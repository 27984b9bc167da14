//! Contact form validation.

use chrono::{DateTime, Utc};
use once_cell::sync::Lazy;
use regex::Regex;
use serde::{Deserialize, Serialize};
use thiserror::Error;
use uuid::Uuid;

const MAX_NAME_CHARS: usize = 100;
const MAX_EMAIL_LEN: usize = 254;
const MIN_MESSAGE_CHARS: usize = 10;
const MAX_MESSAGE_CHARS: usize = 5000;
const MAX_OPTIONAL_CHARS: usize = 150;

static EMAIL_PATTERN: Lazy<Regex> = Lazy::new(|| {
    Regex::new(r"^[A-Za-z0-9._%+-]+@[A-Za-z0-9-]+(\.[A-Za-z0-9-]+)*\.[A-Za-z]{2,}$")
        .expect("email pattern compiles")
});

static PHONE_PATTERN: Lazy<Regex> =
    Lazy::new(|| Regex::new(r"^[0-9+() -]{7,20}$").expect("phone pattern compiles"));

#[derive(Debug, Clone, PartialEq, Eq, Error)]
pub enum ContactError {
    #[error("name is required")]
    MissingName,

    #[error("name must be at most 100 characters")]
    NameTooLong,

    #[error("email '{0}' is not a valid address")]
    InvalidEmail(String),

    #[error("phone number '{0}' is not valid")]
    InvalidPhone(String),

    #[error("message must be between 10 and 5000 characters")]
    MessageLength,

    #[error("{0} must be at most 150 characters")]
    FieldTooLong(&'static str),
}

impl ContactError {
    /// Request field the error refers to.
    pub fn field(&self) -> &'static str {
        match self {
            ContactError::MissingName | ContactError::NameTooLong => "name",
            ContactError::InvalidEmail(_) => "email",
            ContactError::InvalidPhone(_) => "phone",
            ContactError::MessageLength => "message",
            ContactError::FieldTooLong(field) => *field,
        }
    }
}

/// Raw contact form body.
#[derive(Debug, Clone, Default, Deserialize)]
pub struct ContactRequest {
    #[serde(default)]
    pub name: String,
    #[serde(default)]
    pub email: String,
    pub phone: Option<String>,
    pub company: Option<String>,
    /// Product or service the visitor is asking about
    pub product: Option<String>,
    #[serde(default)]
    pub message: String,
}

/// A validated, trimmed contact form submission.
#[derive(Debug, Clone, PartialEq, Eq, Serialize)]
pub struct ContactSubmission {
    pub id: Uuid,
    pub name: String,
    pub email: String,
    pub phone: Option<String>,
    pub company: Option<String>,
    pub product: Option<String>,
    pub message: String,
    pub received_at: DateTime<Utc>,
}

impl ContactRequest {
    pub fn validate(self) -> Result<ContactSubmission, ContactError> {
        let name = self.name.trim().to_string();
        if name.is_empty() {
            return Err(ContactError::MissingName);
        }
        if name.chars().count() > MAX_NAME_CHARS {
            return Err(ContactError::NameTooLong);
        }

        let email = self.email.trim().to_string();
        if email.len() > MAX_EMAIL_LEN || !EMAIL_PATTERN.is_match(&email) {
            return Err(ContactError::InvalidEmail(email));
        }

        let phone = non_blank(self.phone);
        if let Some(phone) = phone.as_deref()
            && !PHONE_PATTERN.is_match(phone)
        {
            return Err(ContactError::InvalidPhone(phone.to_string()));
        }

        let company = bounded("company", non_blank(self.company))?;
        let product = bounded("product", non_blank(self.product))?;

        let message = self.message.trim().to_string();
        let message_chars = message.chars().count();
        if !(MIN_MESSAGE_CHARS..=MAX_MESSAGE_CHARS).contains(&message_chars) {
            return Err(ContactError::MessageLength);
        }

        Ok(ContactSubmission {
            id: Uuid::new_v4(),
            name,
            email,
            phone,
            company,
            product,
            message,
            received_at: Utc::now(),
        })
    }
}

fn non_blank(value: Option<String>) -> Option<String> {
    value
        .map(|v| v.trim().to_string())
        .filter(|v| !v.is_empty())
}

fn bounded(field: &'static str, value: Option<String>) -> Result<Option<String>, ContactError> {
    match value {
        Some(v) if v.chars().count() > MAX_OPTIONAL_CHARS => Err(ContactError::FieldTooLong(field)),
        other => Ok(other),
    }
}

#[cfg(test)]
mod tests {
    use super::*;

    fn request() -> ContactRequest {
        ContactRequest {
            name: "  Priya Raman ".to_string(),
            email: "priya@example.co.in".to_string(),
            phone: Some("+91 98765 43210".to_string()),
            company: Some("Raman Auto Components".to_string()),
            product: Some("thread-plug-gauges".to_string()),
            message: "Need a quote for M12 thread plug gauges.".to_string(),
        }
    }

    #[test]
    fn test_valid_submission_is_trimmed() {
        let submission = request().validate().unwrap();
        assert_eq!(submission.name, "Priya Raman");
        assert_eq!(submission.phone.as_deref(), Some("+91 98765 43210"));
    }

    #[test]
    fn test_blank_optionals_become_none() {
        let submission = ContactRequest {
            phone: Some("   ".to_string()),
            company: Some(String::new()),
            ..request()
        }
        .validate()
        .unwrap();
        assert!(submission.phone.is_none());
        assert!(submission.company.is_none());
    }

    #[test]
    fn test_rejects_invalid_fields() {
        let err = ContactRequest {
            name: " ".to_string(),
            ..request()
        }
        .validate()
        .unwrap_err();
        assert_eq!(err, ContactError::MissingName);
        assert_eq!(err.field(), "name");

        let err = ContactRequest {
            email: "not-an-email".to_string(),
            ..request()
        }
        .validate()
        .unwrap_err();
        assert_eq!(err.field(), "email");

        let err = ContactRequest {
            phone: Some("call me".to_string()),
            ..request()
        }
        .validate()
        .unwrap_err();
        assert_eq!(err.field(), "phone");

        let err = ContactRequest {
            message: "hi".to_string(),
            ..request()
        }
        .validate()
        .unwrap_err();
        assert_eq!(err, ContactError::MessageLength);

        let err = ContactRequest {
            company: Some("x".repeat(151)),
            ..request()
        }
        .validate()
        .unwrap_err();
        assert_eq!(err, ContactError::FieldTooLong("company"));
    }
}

════

--- Task directions ---
Tally how many lines include "Raman" in the listing above; reply with the number only.

--- Response area ---
3